What Automated Tools Often Miss
A scanner may see:
and simply note:
Stylesheet found. No integrity attribute.
But that misses an important distinction:
Is that stylesheet:
- hosted on an outside CDN?
- loaded from a third-party provider?
- served from the website’s own server?
Those are very different situations.
False Positives Happen
Some tools are excellent. Some are simplistic. Some browser extensions are especially questionable.
A lightweight audit extension may simply scan the rendered page for scripts and stylesheets, then flag anything without fully understanding whether the resource is internal, external, or even injected by the browser itself.
Yes — browser extensions themselves can inject code into pages.
That means a scanner may sometimes report warnings based on resources the website owner did not intentionally load.

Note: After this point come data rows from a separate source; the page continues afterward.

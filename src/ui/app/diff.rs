use std::ops::Range;

use super::{App, Mode};
use crate::core::{fetch_diff, GitBackend};

impl<G: GitBackend> App<G> {
    /// `d`: enter the diff viewer for the selected file, or leave it.
    pub fn toggle_diff_mode(&mut self) {
        match self.mode {
            Mode::Browsing => {
                self.mode = Mode::ViewingDiff;
                self.refresh_diff();
            }
            Mode::ViewingDiff => {
                self.mode = Mode::Browsing;
                self.viewer.scroll = 0;
            }
        }
        self.ui.dirty = true;
    }

    /// Fetch the diff of the selected file and scroll to its top.
    pub fn refresh_diff(&mut self) {
        let Some(entry) = self.files.get(self.cursor) else {
            self.viewer.set_text("");
            return;
        };
        let text = fetch_diff(&self.git, entry);
        self.viewer.set_text(&text);
        self.ui.dirty = true;
    }

    /// Largest scroll offset for the current diff and viewport.
    pub fn max_scroll(&self) -> usize {
        self.viewer.max_scroll()
    }

    /// PageDown: half a viewport down, stopping at the bottom.
    pub fn page_down(&mut self) {
        if self.mode != Mode::ViewingDiff {
            return;
        }
        let step = self.viewer.viewport_height / 2;
        self.viewer.scroll = (self.viewer.scroll + step).min(self.max_scroll());
        self.ui.dirty = true;
    }

    /// PageUp: half a viewport up, stopping at the top.
    pub fn page_up(&mut self) {
        if self.mode != Mode::ViewingDiff {
            return;
        }
        let step = self.viewer.viewport_height / 2;
        self.viewer.scroll = self.viewer.scroll.saturating_sub(step);
        self.ui.dirty = true;
    }

    /// `g`: jump to the first diff line.
    pub fn scroll_to_top(&mut self) {
        if self.mode != Mode::ViewingDiff {
            return;
        }
        self.viewer.scroll = 0;
        self.ui.dirty = true;
    }

    /// `G`: jump so the last diff line sits at the bottom of the viewport.
    pub fn scroll_to_bottom(&mut self) {
        if self.mode != Mode::ViewingDiff {
            return;
        }
        self.viewer.scroll = self.max_scroll();
        self.ui.dirty = true;
    }

    /// Indices of the diff lines currently on screen.
    pub fn visible_diff_range(&self) -> Range<usize> {
        let total = self.viewer.lines.len();
        let start = self.viewer.scroll.min(total);
        let end = (self.viewer.scroll + self.viewer.viewport_height).min(total);
        start..end
    }
}
//! File logging via `tracing`.
//!
//! The terminal belongs to the UI while it runs, so events go to
//! `quickstage.log` in the platform data directory. The filter comes from
//! `QUICKSTAGE_LOG` (an `EnvFilter` directive, default `info`).

use std::path::PathBuf;

use tracing_appender::rolling::{RollingFileAppender, Rotation};
use tracing_subscriber::EnvFilter;

/// Environment variable holding the log filter directive.
pub const LOG_ENV: &str = "QUICKSTAGE_LOG";

/// Directory the log file is written to, if the platform has one.
pub fn log_dir() -> Option<PathBuf> {
    directories::ProjectDirs::from("", "", "quickstage").map(|d| d.data_local_dir().to_path_buf())
}

/// Install the global subscriber. Safe to call more than once.
///
/// Falls back to discarding events when the log directory cannot be
/// created, so logging never prevents the UI from starting.
pub fn init() {
    let filter = EnvFilter::try_from_env(LOG_ENV).unwrap_or_else(|_| EnvFilter::new("info"));

    let appender = log_dir().and_then(|dir| {
        std::fs::create_dir_all(&dir).ok()?;
        RollingFileAppender::builder()
            .rotation(Rotation::NEVER)
            .filename_prefix("quickstage")
            .filename_suffix("log")
            .build(dir)
            .ok()
    });

    match appender {
        Some(appender) => {
            let _ = tracing_subscriber::fmt()
                .with_env_filter(filter)
                .with_ansi(false)
                .with_writer(appender)
                .try_init();
        }
        None => {
            let _ = tracing_subscriber::fmt()
                .with_env_filter(filter)
                .with_writer(std::io::sink)
                .try_init();
        }
    }
}
//! Terminal UI using ratatui.

mod app;
mod input;
pub mod render;

pub use app::{App, Mode, UiState, ViewerState, DEFAULT_VIEWPORT_HEIGHT};
pub use input::handle_input;
pub use render::render;
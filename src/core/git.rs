//! Resolution of index actions and diff requests into `git` invocations.

use std::process::{Command, Output};

use super::repo::{RelPath, RepoError, RepoRoot};
use super::status::{IndexAction, IndexOp};

/// Which two trees a diff compares.
#[derive(Debug, Clone, Copy, PartialEq, Eq)]
pub enum DiffTarget {
    /// Index against HEAD (`git diff --staged`).
    Staged,
    /// Working tree against the index (`git diff`).
    Worktree,
    /// Working tree against HEAD (`git diff HEAD`).
    WorktreeVsHead,
}

/// The git operations the interactive loop depends on.
pub trait GitBackend {
    /// Run an index action. Errors carry git's stderr.
    fn apply(&self, action: &IndexAction) -> Result<(), RepoError>;

    /// Produce the textual diff of `path` for `target`.
    fn diff(&self, path: &RelPath, target: DiffTarget) -> Result<String, RepoError>;
}

/// [`GitBackend`] that shells out to the `git` executable.
#[derive(Debug, Clone)]
pub struct GitCli {
    root: RepoRoot,
}

impl GitCli {
    /// Run git commands from the top of `root`.
    pub fn new(root: RepoRoot) -> Self {
        Self { root }
    }

    fn git(&self, args: &[&str], path: &RelPath) -> Result<Output, RepoError> {
        let output = Command::new("git")
            .args(args)
            .arg("--")
            .arg(path.as_str())
            .current_dir(self.root.path())
            .output()?;
        Ok(output)
    }
}

/// Arguments for `op`, not including the `--` separator and path.
pub fn index_op_args(op: IndexOp) -> &'static [&'static str] {
    match op {
        IndexOp::Add => &["add"],
        // -r so an untracked directory entry (`dir/`) can be dropped as a whole.
        IndexOp::RemoveCached => &["rm", "-r", "--cached", "--quiet"],
        IndexOp::RestoreStaged => &["restore", "--staged"],
    }
}

/// Arguments for a diff of `target`, not including the `--` separator and path.
pub fn diff_args(target: DiffTarget) -> &'static [&'static str] {
    match target {
        DiffTarget::Staged => &["diff", "--no-color", "--no-ext-diff", "--staged"],
        DiffTarget::Worktree => &["diff", "--no-color", "--no-ext-diff"],
        DiffTarget::WorktreeVsHead => &["diff", "--no-color", "--no-ext-diff", "HEAD"],
    }
}

impl GitBackend for GitCli {
    fn apply(&self, action: &IndexAction) -> Result<(), RepoError> {
        let _timer = crate::metrics::Timer::start("git_index_action");
        let output = self.git(index_op_args(action.op), &action.path)?;

        if !output.status.success() {
            let stderr = String::from_utf8_lossy(&output.stderr);
            return Err(RepoError::GitError(stderr.trim().to_string()));
        }
        Ok(())
    }

    fn diff(&self, path: &RelPath, target: DiffTarget) -> Result<String, RepoError> {
        let _timer = crate::metrics::Timer::start("git_diff");
        let output = self.git(diff_args(target), path)?;

        if !output.status.success() {
            let stderr = String::from_utf8_lossy(&output.stderr);
            let reason = stderr.trim();
            return Err(RepoError::GitError(if reason.is_empty() {
                output.status.to_string()
            } else {
                reason.to_string()
            }));
        }

        // Diff text is shown verbatim, so stray non-UTF-8 bytes are replaced.
        let mut text = String::from_utf8_lossy(&output.stdout).into_owned();
        text.push_str(&String::from_utf8_lossy(&output.stderr));
        Ok(text)
    }
}
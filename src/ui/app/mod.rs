//! Application state and lifecycle.

use crate::core::{FileEntry, GitBackend, GitCli};

mod diff;
mod navigation;
mod staging;
mod state;

pub use state::{Mode, UiState, ViewerState};

/// Viewport height used until the first resize arrives.
pub const DEFAULT_VIEWPORT_HEIGHT: usize = 20;

/// Application state.
///
/// Owned by the event loop; every transition goes through a `&mut self`
/// method, and git is reached only through the backend `G`.
pub struct App<G = GitCli> {
    /// Changed files, in `git status` order.
    pub files: Vec<FileEntry>,
    /// Index of the selected file.
    pub cursor: usize,
    /// Current screen.
    pub mode: Mode,
    /// Diff viewer state.
    pub viewer: ViewerState,
    /// UI state (messages, redraw flag).
    pub ui: UiState,
    /// Should the app quit?
    pub should_quit: bool,

    git: G,
}

impl<G: GitBackend> App<G> {
    /// Create the app over a non-empty list of changed files.
    pub fn new(files: Vec<FileEntry>, git: G) -> Self {
        Self {
            files,
            cursor: 0,
            mode: Mode::Browsing,
            viewer: ViewerState {
                viewport_height: DEFAULT_VIEWPORT_HEIGHT,
                ..Default::default()
            },
            ui: UiState {
                dirty: true,
                ..Default::default()
            },
            should_quit: false,
            git,
        }
    }

    /// The git backend.
    pub fn git(&self) -> &G {
        &self.git
    }

    /// Get the currently selected file.
    pub fn selected_file(&self) -> Option<&FileEntry> {
        self.files.get(self.cursor)
    }

    /// Recompute the diff viewport for a terminal `height` rows tall.
    ///
    /// The file list and footer keep their rows even while the diff is
    /// shown, so the viewport is `height - files - 1`, floored at one line.
    pub fn resize(&mut self, height: u16) {
        self.viewer.viewport_height = usize::from(height)
            .saturating_sub(self.files.len() + 1)
            .max(1);
        self.viewer.clamp_scroll();
        self.ui.dirty = true;
    }

    /// Stop the loop. Nothing is drawn after this.
    pub fn quit(&mut self) {
        self.should_quit = true;
    }

    /// Drop the transient error line.
    pub fn clear_messages(&mut self) {
        if self.ui.error.take().is_some() {
            self.ui.dirty = true;
        }
    }

    /// Clear the redraw flag after drawing.
    pub fn clear_dirty(&mut self) {
        self.ui.dirty = false;
    }
}
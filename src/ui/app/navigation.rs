use super::{App, Mode};
use crate::core::GitBackend;

impl<G: GitBackend> App<G> {
    /// Move the cursor up one file, wrapping from the first to the last.
    pub fn select_prev(&mut self) {
        let n = self.files.len();
        if n == 0 {
            return;
        }
        self.cursor = (self.cursor + n - 1) % n;
        self.on_cursor_moved();
    }

    /// Move the cursor down one file, wrapping from the last to the first.
    pub fn select_next(&mut self) {
        let n = self.files.len();
        if n == 0 {
            return;
        }
        self.cursor = (self.cursor + 1) % n;
        self.on_cursor_moved();
    }

    /// Up arrow: scroll the diff, or select the previous file once at the top.
    pub fn move_up(&mut self) {
        if self.mode == Mode::ViewingDiff && self.viewer.scroll > 0 {
            self.viewer.scroll -= 1;
            self.ui.dirty = true;
        } else {
            self.select_prev();
        }
    }

    /// Down arrow: scroll the diff, or select the next file once at the bottom.
    pub fn move_down(&mut self) {
        if self.mode == Mode::ViewingDiff && self.viewer.scroll < self.viewer.max_scroll() {
            self.viewer.scroll += 1;
            self.ui.dirty = true;
        } else {
            self.select_next();
        }
    }

    fn on_cursor_moved(&mut self) {
        self.viewer.scroll = 0;
        if self.mode == Mode::ViewingDiff {
            self.refresh_diff();
        }
        self.ui.dirty = true;
    }
}
//! UI rendering with ratatui.
//!
//! Rendering is split in two: [`frame_lines`] turns the app state into styled
//! lines without touching it, and [`render`] draws those lines into a frame.

mod bars;
mod diff;
mod helpers;
mod list;

use ratatui::{text::Line, widgets::Block, widgets::Paragraph, Frame};

use super::app::{App, Mode};
use crate::core::GitBackend;
use crate::theme::Theme;

/// Main render function.
pub fn render<G: GitBackend>(frame: &mut Frame, app: &App<G>, theme: &Theme) {
    let _timer = crate::metrics::Timer::start("render_frame");

    let area = frame.area();
    let bg = Block::default().style(ratatui::style::Style::default().bg(theme.bg));
    frame.render_widget(bg, area);

    let lines = frame_lines(app, theme, usize::from(area.height));
    frame.render_widget(Paragraph::new(lines), area);
}

/// Lines for one frame `height` rows tall.
///
/// Nothing is drawn once the app is quitting.
pub fn frame_lines<G: GitBackend>(app: &App<G>, theme: &Theme, height: usize) -> Vec<Line<'static>> {
    if app.should_quit {
        return Vec::new();
    }
    match app.mode {
        Mode::ViewingDiff => diff::diff_lines(app, theme),
        Mode::Browsing => list::list_lines(app, theme, height),
    }
}
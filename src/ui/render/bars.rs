//! Footer rendering.

use ratatui::{
    style::Style,
    text::{Line, Span},
};

use crate::core::GitBackend;
use crate::theme::Theme;
use crate::ui::app::App;

/// Footer line: the pending error if there is one, otherwise key hints.
///
/// Each hint is a key followed by its description; hints are separated by
/// two spaces.
pub fn footer<G: GitBackend>(app: &App<G>, theme: &Theme, hints: &[(&str, String)]) -> Line<'static> {
    if let Some(ref err) = app.ui.error {
        return Line::from(vec![
            Span::styled("✗ ", Style::default().fg(theme.error)),
            Span::styled(err.clone(), Style::default().fg(theme.error)),
        ]);
    }

    let mut spans = Vec::with_capacity(hints.len() * 3);
    for (i, (key, desc)) in hints.iter().enumerate() {
        if i > 0 {
            spans.push(Span::raw("  "));
        }
        spans.push(Span::styled(
            key.to_string(),
            Style::default().fg(theme.accent),
        ));
        spans.push(Span::styled(
            desc.clone(),
            Style::default().fg(theme.text_muted),
        ));
    }
    Line::from(spans)
}
//! quickstage - interactive staging for git working trees.
//!
//! Lists every changed file with a checkbox showing whether it is staged,
//! unstaged, or partially staged, and lets the user flip that state one file
//! at a time or page through the file's diff.
//!
//! # Quick Start
//!
//! ```rust,ignore
//! use quickstage::prelude::*;
//!
//! let (repo, files) = quickstage::core::load(std::path::Path::new("."))?;
//! let mut app = App::new(files, GitCli::new(repo));
//! app.toggle_selected();
//! ```

#![deny(missing_docs)]

pub mod core;
pub mod logging;
pub mod metrics;
pub mod prelude;
pub mod theme;
pub mod ui;
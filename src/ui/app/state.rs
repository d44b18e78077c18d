/// Which screen the loop is showing.
#[derive(Debug, Clone, Copy, PartialEq, Eq, Default)]
pub enum Mode {
    /// File list with checkboxes.
    #[default]
    Browsing,
    /// Paginated diff of the file under the cursor.
    ViewingDiff,
}

/// Diff viewer viewport state.
#[derive(Debug, Default)]
pub struct ViewerState {
    /// Lines of the current diff. Only meaningful in [`Mode::ViewingDiff`].
    pub lines: Vec<String>,
    /// First visible line.
    pub scroll: usize,
    /// Number of diff lines that fit on screen.
    pub viewport_height: usize,
}

impl ViewerState {
    /// Replace the diff text and go back to the top.
    ///
    /// Splits on `\n` without dropping a trailing empty line, so a diff
    /// ending in a newline counts one extra (blank) line.
    pub fn set_text(&mut self, text: &str) {
        self.lines = text.split('\n').map(str::to_string).collect();
        self.scroll = 0;
    }

    /// Largest valid scroll offset.
    pub fn max_scroll(&self) -> usize {
        self.lines.len().saturating_sub(self.viewport_height)
    }

    /// Pull `scroll` back inside `[0, max_scroll]`.
    pub fn clamp_scroll(&mut self) {
        self.scroll = self.scroll.min(self.max_scroll());
    }
}

/// UI message state.
#[derive(Debug, Default)]
pub struct UiState {
    /// Error from the last key press, shown until the next one.
    pub error: Option<String>,
    /// Dirty flag for redraw.
    pub dirty: bool,
}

Security Is Not a Checkbox Exercise
One of the biggest mistakes in website security is blindly reacting to scanner warnings without understanding the issue.
That can lead to:
- unnecessary code changes
- broken functionality
- wasted time
- expensive but unnecessary purchases
- panic-driven decisions
Security works best when approached thoughtfully.
The Better Process
A practical review process looks like this:
- Run the scanner.
- Review the warnings.
- Verify the actual code.
- Determine whether the warning reflects a real risk.
- Fix meaningful issues.
- Ignore or document false positives.
- Continue improving gradually.
Where AI Fits In
One of the most interesting modern changes is how AI can assist technical review.
AI can help:
- interpret scanner warnings
- explain technical concepts in plain language
- review code structure
- identify likely false positives
- suggest cleaner solutions
- support incremental hardening efforts
But AI works best as part of a reasoning process, not as an unquestioned authority.
The strongest outcomes come from combining:
- automated scanners
- AI analysis
- human judgment
- real-world technical understanding
The Zehr.net Perspective
Good website security is rarely about reacting to every flashing warning.
It is about:
- keeping systems updated
- reducing unnecessary complexity
- minimizing outside dependencies
- reviewing actual risks
- hardening systems thoughtfully
- making steady improvements over time
Security scanners are useful tools. But tools should inform decisions — not make them blindly.
Bottom Line
A warning is the start of a conversation, not the end of one.
In a world of automated scans, instant alerts, and growing technical complexity, human reasoning still matters.